First elected in 2006, Reisig has made a name for himself leading an office that has aggressively prosecuted several high-profile cases, including last year’s triple homicide in West Sacramento. and the death of Baby Justice Rees, found in a slough after being left there by his drug-addled mother.
But away from the limelight, Reisig also has launched several diversion programs in hopes of keeping more people out of the criminal justice system.
Chief among them is Neighborhood Court. Community volunteers work with people accused of misdemeanors to find a remedy that doesn't involve legal repercussions. If re-elected, Reisig says he plans to expand the program to handle low-level felonies in Davis.
The DA also has vowed to double the size of mental health court and add more beds to the county’s addiction intervention court. Meanwhile, a community prosecutor program is in the works for West Sacramento, in hopes of building trust between the community and law enforcement.

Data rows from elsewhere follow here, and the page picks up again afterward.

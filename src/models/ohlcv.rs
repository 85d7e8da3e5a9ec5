use chrono::NaiveDate;
use serde::{Deserialize, Serialize};

/// One daily trading summary for a symbol.
#[derive(Debug, Clone, PartialEq, Serialize, Deserialize)]
pub struct OhlcvBar {
    pub date: NaiveDate,
    pub open: f64,
    pub high: f64,
    pub low: f64,
    pub close: f64,
    pub volume: f64,
}

impl OhlcvBar {
    pub fn new(date: NaiveDate, open: f64, high: f64, low: f64, close: f64, volume: f64) -> Self {
        Self { date, open, high, low, close, volume }
    }

    /// Bar where open/high/low all equal the close. Handy for fixtures and
    /// providers that only report closing prices.
    pub fn from_close(date: NaiveDate, close: f64, volume: f64) -> Self {
        Self::new(date, close, close, close, close, volume)
    }
}

/// Closing prices of a series, oldest first.
pub fn closes(bars: &[OhlcvBar]) -> Vec<f64> {
    bars.iter().map(|b| b.close).collect()
}

pub fn volumes(bars: &[OhlcvBar]) -> Vec<f64> {
    bars.iter().map(|b| b.volume).collect()
}

/// Relative time span supported by every provider.
#[derive(Debug, Clone, Copy, PartialEq, Eq, Serialize, Deserialize)]
#[serde(rename_all = "lowercase")]
pub enum Period {
    OneDay,
    FiveDays,
    OneYear,
}

impl Period {
    pub fn calendar_days(&self) -> i64 {
        match self {
            Period::OneDay => 1,
            Period::FiveDays => 5,
            Period::OneYear => 365,
        }
    }

    /// Range token understood by the Yahoo chart endpoint.
    pub fn as_range(&self) -> &'static str {
        match self {
            Period::OneDay => "1d",
            Period::FiveDays => "5d",
            Period::OneYear => "1y",
        }
    }
}

/// Either a relative period ending now, or an explicit `[start, end)` date range.
#[derive(Debug, Clone, Copy, PartialEq, Eq)]
pub enum HistoryWindow {
    Period(Period),
    Range { start: NaiveDate, end: NaiveDate },
}

impl HistoryWindow {
    pub fn trailing_days(end: NaiveDate, days: i64) -> Self {
        HistoryWindow::Range {
            start: end - chrono::Duration::days(days),
            end,
        }
    }
}

impl std::fmt::Display for HistoryWindow {
    fn fmt(&self, f: &mut std::fmt::Formatter<'_>) -> std::fmt::Result {
        match self {
            HistoryWindow::Period(p) => write!(f, "period={}", p.as_range()),
            HistoryWindow::Range { start, end } => write!(f, "{}..{}", start, end),
        }
    }
}

#[cfg(test)]
mod tests {
    use super::*;

    #[test]
    fn trailing_window_spans_calendar_days() {
        let end = NaiveDate::from_ymd_opt(2024, 3, 8).unwrap();
        let window = HistoryWindow::trailing_days(end, 5);
        assert_eq!(
            window,
            HistoryWindow::Range {
                start: NaiveDate::from_ymd_opt(2024, 3, 3).unwrap(),
                end,
            }
        );
        assert_eq!(window.to_string(), "2024-03-03..2024-03-08");
    }

    #[test]
    fn closes_keep_series_order() {
        let d = NaiveDate::from_ymd_opt(2024, 1, 2).unwrap();
        let bars = vec![
            OhlcvBar::from_close(d, 10.0, 100.0),
            OhlcvBar::from_close(d.succ_opt().unwrap(), 11.0, 200.0),
        ];
        assert_eq!(closes(&bars), vec![10.0, 11.0]);
        assert_eq!(volumes(&bars), vec![100.0, 200.0]);
    }
}
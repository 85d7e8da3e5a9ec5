use std::sync::Arc;
use crate::services::portfolio_service::PortfolioCalculator;

#[derive(Clone)]
pub struct AppState {
    pub calculator: Arc<PortfolioCalculator>,
}
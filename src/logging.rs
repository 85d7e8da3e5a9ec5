use std::str::FromStr;

use thiserror::Error;
use tracing_subscriber::{fmt, layer::SubscriberExt, util::SubscriberInitExt, EnvFilter};
use url::Url;

#[derive(Debug, Error)]
pub enum LoggingError {
    #[error("LOKI_ENABLED is true but LOKI_URL is not set")]
    MissingLokiUrl,
    #[error("Invalid LOKI_URL: {0}")]
    InvalidLokiUrl(#[from] url::ParseError),
    #[error("Invalid log filter '{0}'")]
    InvalidFilter(String),
    #[error("Unknown LOG_FORMAT '{0}', expected 'full' or 'compact'")]
    InvalidFormat(String),
    #[cfg(feature = "loki")]
    #[error("Failed to build Loki layer: {0}")]
    Loki(#[from] tracing_loki::Error),
    #[error("A global tracing subscriber is already installed")]
    AlreadyInitialized,
}

#[derive(Debug, Clone, Copy, PartialEq, Eq)]
pub enum LogFormat {
    Full,
    Compact,
}

impl FromStr for LogFormat {
    type Err = LoggingError;

    fn from_str(s: &str) -> Result<Self, Self::Err> {
        match s.trim().to_ascii_lowercase().as_str() {
            "full" => Ok(LogFormat::Full),
            "compact" => Ok(LogFormat::Compact),
            other => Err(LoggingError::InvalidFormat(other.to_string())),
        }
    }
}

/// Subscriber settings. `loki` is `Some` only when shipping was requested
/// and the URL parsed.
#[derive(Debug, Clone)]
pub struct LoggingConfig {
    pub filter: String,
    pub format: LogFormat,
    pub service_name: String,
    pub environment: String,
    pub loki: Option<Url>,
}

impl Default for LoggingConfig {
    fn default() -> Self {
        Self {
            filter: "info".to_string(),
            format: LogFormat::Full,
            service_name: "smartfolio".to_string(),
            environment: "development".to_string(),
            loki: None,
        }
    }
}

impl LoggingConfig {
    pub fn from_env() -> Result<Self, LoggingError> {
        let var = |key: &str| std::env::var(key).ok().filter(|v| !v.trim().is_empty());
        let loki_enabled = var("LOKI_ENABLED").map(|v| v == "true" || v == "1").unwrap_or(false);
        Self::from_parts(
            var("RUST_LOG"),
            var("LOG_FORMAT"),
            var("SERVICE_NAME"),
            var("ENVIRONMENT"),
            loki_enabled,
            var("LOKI_URL"),
        )
    }

    fn from_parts(
        filter: Option<String>,
        format: Option<String>,
        service_name: Option<String>,
        environment: Option<String>,
        loki_enabled: bool,
        loki_url: Option<String>,
    ) -> Result<Self, LoggingError> {
        let defaults = Self::default();
        let loki = match (loki_enabled, loki_url) {
            (false, _) => None,
            (true, None) => return Err(LoggingError::MissingLokiUrl),
            (true, Some(raw)) => Some(Url::parse(&raw)?),
        };

        Ok(Self {
            filter: filter.unwrap_or(defaults.filter),
            format: format.map(|f| f.parse()).transpose()?.unwrap_or(defaults.format),
            service_name: service_name.unwrap_or(defaults.service_name),
            environment: environment.unwrap_or(defaults.environment),
            loki,
        })
    }

    pub fn env_filter(&self) -> Result<EnvFilter, LoggingError> {
        EnvFilter::try_new(&self.filter).map_err(|_| LoggingError::InvalidFilter(self.filter.clone()))
    }
}

/// Install the global subscriber. Must run inside the tokio runtime when
/// Loki shipping is configured.
pub fn init_logging(config: &LoggingConfig) -> Result<(), LoggingError> {
    let filter = config.env_filter()?;
    let full = (config.format == LogFormat::Full).then(|| fmt::layer());
    let compact = (config.format == LogFormat::Compact).then(|| fmt::layer().compact());

    #[cfg(feature = "loki")]
    let loki = match &config.loki {
        Some(url) => {
            let (layer, task) = tracing_loki::builder()
                .label("service", &config.service_name)?
                .label("environment", &config.environment)?
                .build_url(url.clone())?;
            // ships batched events for the lifetime of the runtime
            tokio::spawn(task);
            Some(layer)
        }
        None => None,
    };
    #[cfg(not(feature = "loki"))]
    let loki: Option<tracing_subscriber::layer::Identity> = None;

    tracing_subscriber::registry()
        .with(filter)
        .with(full)
        .with(compact)
        .with(loki)
        .try_init()
        .map_err(|_| LoggingError::AlreadyInitialized)?;

    match &config.loki {
        Some(url) if cfg!(feature = "loki") => tracing::info!(
            service = %config.service_name,
            environment = %config.environment,
            "Logging to console and Loki at {}", url
        ),
        Some(_) => tracing::warn!("LOKI_URL set but built without the loki feature, console only"),
        None => tracing::info!(
            service = %config.service_name,
            environment = %config.environment,
            "Console logging initialized"
        ),
    }
    Ok(())
}

#[cfg(test)]
mod tests {
    use super::*;

    #[test]
    fn loki_requires_a_valid_url() {
        let missing = LoggingConfig::from_parts(None, None, None, None, true, None);
        assert!(matches!(missing, Err(LoggingError::MissingLokiUrl)));

        let bad = LoggingConfig::from_parts(None, None, None, None, true, Some("not a url".into()));
        assert!(matches!(bad, Err(LoggingError::InvalidLokiUrl(_))));

        let config = LoggingConfig::from_parts(
            None,
            None,
            None,
            None,
            true,
            Some("http://localhost:3100".into()),
        )
        .unwrap();
        assert_eq!(config.loki.unwrap().as_str(), "http://localhost:3100/");
    }

    #[test]
    fn url_alone_does_not_enable_loki() {
        let config =
            LoggingConfig::from_parts(None, None, None, None, false, Some("http://localhost:3100".into()))
                .unwrap();
        assert!(config.loki.is_none());
    }

    #[test]
    fn defaults_are_full_console_at_info() {
        let config = LoggingConfig::from_parts(None, None, None, None, false, None).unwrap();
        assert_eq!(config.filter, "info");
        assert_eq!(config.format, LogFormat::Full);
        assert_eq!(config.service_name, "smartfolio");
        assert_eq!(config.environment, "development");
        assert!(config.env_filter().is_ok());
    }

    #[test]
    fn format_and_filter_are_checked() {
        assert_eq!("Compact".parse::<LogFormat>().unwrap(), LogFormat::Compact);
        assert!(matches!("json".parse::<LogFormat>(), Err(LoggingError::InvalidFormat(_))));

        let config = LoggingConfig {
            filter: "smartfolio=loudest".to_string(),
            ..LoggingConfig::default()
        };
        assert!(matches!(config.env_filter(), Err(LoggingError::InvalidFilter(_))));
    }
}
use axum::extract::{Path, State};
use axum::routing::get;
use axum::{Json, Router};
use tracing::{info, warn};

use crate::errors::AppError;
use crate::models::StockDetails;
use crate::state::AppState;

pub fn router() -> Router<AppState> {
    Router::new().route("/:symbol/details", get(get_stock_details))
}

pub async fn get_stock_details(
    Path(symbol): Path<String>,
    State(state): State<AppState>,
) -> Result<Json<StockDetails>, AppError> {
    info!("GET /stocks/{}/details - Getting trading data and info", symbol);
    let symbol = symbol.trim().to_uppercase();
    let details = state.calculator.stock_details(&[symbol.clone()]).await;
    if details.daily.is_empty() && details.info.is_empty() {
        warn!("No market data available for {}", symbol);
        return Err(AppError::External(format!("No market data available for {}", symbol)));
    }
    Ok(Json(details))
}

He supports a push at the state Capitol to require the California Attorney General’s Office to investigate all officer-involved shootings. He also requires prosecutors to do implicit bias training.
Despite all of this, Reisig, like a number of district attorneys up for re-election this year, is being challenged from the left. Johansson, a longtime Yolo County deputy public defender who is being backed by civil rights and labor groups, has attacked the DA's programs as “window dressing.” And, indeed, not all of Reisig’s record is progressive.
Reisig has opposed a number of reform-minded ballot initiative and his office also has taken heat for prosecuting crimes involving pot. The DA also has faced questions about the role his office played in prosecuting the "Picnic Day 5," given that a report found that police lied about what led up to the brawl.
It's good Johansson is asking these questions. This is why we have elections. But voters would be remiss in writing off Reisig as a tough on crime DA, instead of the viable middle-of-the-road candidate that he is.
Voters won't have that choice for Yolo County sheriff, as Undersheriff Tom Lopez is the sole candidate. The current sheriff, Ed Prieto, will be on the ballot, too, but he pulled out of the race.